Problem requirements: The word "Some" marks the lines to report; pull each of them from the listing.
--- Dataset records ---
//! HTTP auth provider client
//!
//! Speaks the provider's JSON API:
//! - `POST /api/auth/signIn` with `{ provider, params }` returns `{ token, userId }`
//! - `POST /api/auth/signOut` with a bearer token
//! - `GET /api/auth/session` with a bearer token returns `{ userId }`, 401 when gone
//!
//! Error bodies are `{ message, code? }`; plain text bodies are taken as the
//! message.

use kernel::id::UserId;
use platform::client::ClientInfo;
use platform::http::{HttpClientError, JsonClient, JsonResponse};
use serde::{Deserialize, Serialize};

use crate::domain::provider::{
    AuthProvider, ProviderError, ProviderErrorCode, ProviderParams, ProviderSession,
};

const SIGN_IN_PATH: &str = "/api/auth/signIn";
const SIGN_OUT_PATH: &str = "/api/auth/signOut";
const SESSION_PATH: &str = "/api/auth/session";

#[derive(Serialize)]
struct SignInBody<'a> {
    provider: &'a str,
    params: ProviderParams<'a>,
}

#[derive(Deserialize)]
#[serde(rename_all = "camelCase")]
struct SessionBody {
    token: String,
    user_id: UserId,
}

#[derive(Deserialize)]
#[serde(rename_all = "camelCase")]
struct SessionLookupBody {
    user_id: UserId,
}

#[derive(Deserialize)]
struct ErrorBody {
    #[serde(default)]
    message: Option<String>,
    #[serde(default)]
    code: Option<ProviderErrorCode>,
}

/// Auth provider reached over HTTP
#[derive(Debug, Clone)]
pub struct HttpAuthProvider {
    client: JsonClient,
}

impl HttpAuthProvider {
    pub fn new(client: JsonClient) -> Self {
        Self { client }
    }

    /// Build a client for `base_url`
    pub fn connect(base_url: &str) -> Result<Self, HttpClientError> {
        let user_agent = concat!("portal/", env!("CARGO_PKG_VERSION"));
        Ok(Self::new(JsonClient::new(base_url, user_agent)?))
    }

    pub fn base_url(&self) -> &str {
        self.client.base_url()
    }
}

impl AuthProvider for HttpAuthProvider {
    async fn sign_in(
        &self,
        provider: &str,
        params: ProviderParams<'_>,
        client: &ClientInfo,
    ) -> Result<ProviderSession, ProviderError> {
        let flow = params.flow;
        let body = SignInBody { provider, params };

        let response = self
            .client
            .post_json(SIGN_IN_PATH, &body, None, Some(client))
            .await
            .map_err(unavailable)?;

        if !response.is_success() {
            return Err(rejected(&response));
        }

        let session: SessionBody = response.json().map_err(unavailable)?;
        tracing::debug!(%flow, user_id = %session.user_id, "Provider issued session");

        Ok(ProviderSession {
            token: session.token,
            user_id: session.user_id,
        })
    }

    async fn sign_out(&self, token: &str) -> Result<(), ProviderError> {
        let response = self
            .client
            .post_empty(SIGN_OUT_PATH, Some(token), None)
            .await
            .map_err(unavailable)?;

        // An already expired session is as good as signed out
        if response.is_success() || response.status().as_u16() == 401 {
            return Ok(());
        }
        Err(rejected(&response))
    }

    async fn resolve_session(&self, token: &str) -> Result<Option<UserId>, ProviderError> {
        let response = self
            .client
            .get(SESSION_PATH, Some(token), None)
            .await
            .map_err(unavailable)?;

        match response.status().as_u16() {
            200..=299 => {
                let body: SessionLookupBody = response.json().map_err(unavailable)?;
                Ok(Some(body.user_id))
            }
            401 | 403 | 404 => Ok(None),
            _ => Err(rejected(&response)),
        }
    }
}

fn unavailable(err: HttpClientError) -> ProviderError {
    ProviderError::Unavailable(err.to_string())
}

fn rejected(response: &JsonResponse) -> ProviderError {
    let status = response.status().as_u16();

    match response.json::<ErrorBody>() {
        Ok(body) => ProviderError::rejected(
            status,
            body.code,
            body.message.unwrap_or_else(|| format!("HTTP {status}")),
        ),
        Err(_) => {
            let text = response.text();
            let message = if text.trim().is_empty() {
                format!("HTTP {status}")
            } else {
                text.trim().to_string()
            };
            ProviderError::rejected(status, None, message)
        }
    }
}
---
Response:
            .post_json(SIGN_IN_PATH, &body, None, Some(client))
            .post_empty(SIGN_OUT_PATH, Some(token), None)
            .get(SESSION_PATH, Some(token), None)
                Ok(Some(body.user_id))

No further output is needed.